Ну что, всё?

«Вот и я готовлюсь, – сказали рядом. Голос был знакомый, старушечий. – Готовлюсь, как умею. Оську только жалко…»

Миша прижался спиной к щелястой стене сарая. Сунул руку в карман, нащупал «француза». Прикосновение к оружию не успокоило, напротив, заставило разнервничаться. «Лаврик, – вспомнил Клёст. – Ося. Иосиф Кондратьевич.» Ему показалось, что кто-то ходит рядом, поскрипывая снегом, будто стволом револьвера о чужие зубы. Ходит, дышит, выжидает удобный момент. Но время шло, скрип стих, если вообще был, а никто так и не объявился.

Больше не скрываясь, Клёст вышел на Немецкую под свет фонарей. Прилично одетый господин с мешком подмышкой может вызвать подозрения. Господин с саквояжем в руке – совсем другое дело. Щёлкнула крышка серебряного брегета: до отправления ночного поезда на Крым оставалось полтора часа. Миша успел бы на вокзал и пешком, но торговый разъездной агент, вне сомнений, поехал бы на извозчике.

– Эй, голубчик!

Он взмахнул рукой, подзывая сани.

3

«Брекекекс!»

Не спалось.

Алексеев ворочался с боку на бок, маялся. Зажег торшер, стоявший между кушеткой и гадательным столиком (вместо ножек – китайские драконы с усами). Нет, не полегчало. Лампу в торшер вкрутили тусклую, грошовую, ради экономии, что ли. Одуревшим мотыльком свет бился в мёртвой хватке абажура, путался в зелёных складках. Тени копились по углам, карабкались на верх мебели. Чёрные карлики, цирковые акробаты.

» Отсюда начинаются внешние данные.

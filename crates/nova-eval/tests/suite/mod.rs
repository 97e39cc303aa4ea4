mod arithmetic;
mod config;
mod correlator;
mod session;
mod variables;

– Брекекекс! – вслух произнес Алексеев.

Он хотел, чтобы вышло как у Водяного из пьесы Гауптмана «Потонувший колокол»: плотски, вульгарно, похотливо. Хотел, да не смог. Вышло как у жабы из «Дюймовочки».

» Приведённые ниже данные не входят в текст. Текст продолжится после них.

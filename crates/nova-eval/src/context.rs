use std::sync::Arc;

use nova_jdi::{JdiError, ObjectRef, ReferenceType, ThreadId, VirtualMachine};

/// A local variable visible at the evaluation's frame.
///
/// Only the declaration is carried; the current value always comes from the
/// debuggee so a write earlier in the same expression is observed.
#[derive(Clone, Debug, PartialEq, Eq)]
pub struct LocalVariable {
    pub name: String,
    pub declared_type: String,
}

impl LocalVariable {
    pub fn new(name: impl Into<String>, declared_type: impl Into<String>) -> Self {
        Self {
            name: name.into(),
            declared_type: declared_type.into(),
        }
    }
}

/// Environment an expression is evaluated in.
///
/// An evaluation happens in the context of an object (`this`) or, for static
/// code, a class. The interpreter only reads the context; fallible accessors
/// fail with a communication error once the thread has resumed or the VM is
/// gone.
pub trait RuntimeContext: Send + Sync {
    fn vm(&self) -> &Arc<dyn VirtualMachine>;

    /// `this`, or `None` in a static context.
    fn this(&self) -> Result<Option<ObjectRef>, JdiError>;

    /// Type of `this`, or the class declaring the static method.
    fn receiving_type(&self) -> Result<ReferenceType, JdiError>;

    /// Locals visible at the frame, including method arguments.
    fn locals(&self) -> Result<Vec<LocalVariable>, JdiError>;

    /// Project (module) the expression was compiled for.
    fn project(&self) -> &str;

    /// Thread that runs method invocations.
    fn thread(&self) -> ThreadId;

    /// Frame index the expression is evaluated in, `0` being the top frame.
    fn frame(&self) -> usize {
        0
    }

    fn is_constructor(&self) -> Result<bool, JdiError>;

    fn local(&self, name: &str) -> Result<Option<LocalVariable>, JdiError> {
        Ok(self.locals()?.into_iter().find(|local| local.name == name))
    }
}

/// [`RuntimeContext`] snapshot of one suspended stack frame.
pub struct StackFrameContext {
    vm: Arc<dyn VirtualMachine>,
    thread: ThreadId,
    frame: usize,
    this: Option<ObjectRef>,
    receiving_type: ReferenceType,
    locals: Vec<LocalVariable>,
    project: String,
    is_constructor: bool,
}

impl StackFrameContext {
    pub fn new(
        vm: Arc<dyn VirtualMachine>,
        thread: ThreadId,
        receiving_type: ReferenceType,
    ) -> Self {
        Self {
            vm,
            thread,
            frame: 0,
            this: None,
            receiving_type,
            locals: Vec::new(),
            project: String::new(),
            is_constructor: false,
        }
    }

    pub fn with_this(mut self, this: ObjectRef) -> Self {
        self.this = Some(this);
        self
    }

    pub fn with_frame(mut self, frame: usize) -> Self {
        self.frame = frame;
        self
    }

    pub fn with_local(mut self, local: LocalVariable) -> Self {
        self.locals.push(local);
        self
    }

    pub fn with_project(mut self, project: impl Into<String>) -> Self {
        self.project = project.into();
        self
    }

    pub fn in_constructor(mut self) -> Self {
        self.is_constructor = true;
        self
    }

    fn ensure_suspended(&self) -> Result<(), JdiError> {
        if self.vm.is_suspended(self.thread)? {
            Ok(())
        } else {
            Err(JdiError::ThreadNotSuspended(self.thread))
        }
    }
}

impl RuntimeContext for StackFrameContext {
    fn vm(&self) -> &Arc<dyn VirtualMachine> {
        &self.vm
    }

    fn this(&self) -> Result<Option<ObjectRef>, JdiError> {
        self.ensure_suspended()?;
        Ok(self.this.clone())
    }

    fn receiving_type(&self) -> Result<ReferenceType, JdiError> {
        self.ensure_suspended()?;
        Ok(self.receiving_type.clone())
    }

    fn locals(&self) -> Result<Vec<LocalVariable>, JdiError> {
        self.ensure_suspended()?;
        Ok(self.locals.clone())
    }

    fn project(&self) -> &str {
        &self.project
    }

    fn thread(&self) -> ThreadId {
        self.thread
    }

    fn frame(&self) -> usize {
        self.frame
    }

    fn is_constructor(&self) -> Result<bool, JdiError> {
        self.ensure_suspended()?;
        Ok(self.is_constructor)
    }
}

Под спальню Алексееву выделили кабинет хозяйки. Тишина, сказали, уют и кушетка в лучшем виде, уже застелена свежим бельём. Если по нужде, так water-closet в коридоре, напротив кабинета. Не стесняйтесь, будьте как дома. Хлебнув лишку, мамаша Лелюк забыла, что гость и так здесь как дома, согласно последней воле умершей. Алексеев не стал её поправлять. Ещё удивился втихомолку, почему кабинет, если в квартире с гарантией есть настоящая спальня, хозяйкина. Потом сообразил: представил, как ложится на кровать, где ещё недавно отдыхала покойная старуха, смотрит в потолок, куда смотрела Заикина перед тем, как упасть в объятия Морфея, а позже и Танатоса, закуривает («Так и померла, с папироской-то…»), задрёмывает («Во сне померла, праведница…»), весь в мыслях: проснусь или нет? Это хуже, чем чужую пижаму надеть, нестираную. Алексеев всегда возил в багаже пижаму, даже в короткие поездки, без ночёвки – на всякий случай. Был брезглив, знал за собой грешок. Нет уж, лучше кабинет. Хотя могли спальню хотя бы предложить, из вежливости. Или здесь картошка в супнице, а чужой мужчина – в кабинете?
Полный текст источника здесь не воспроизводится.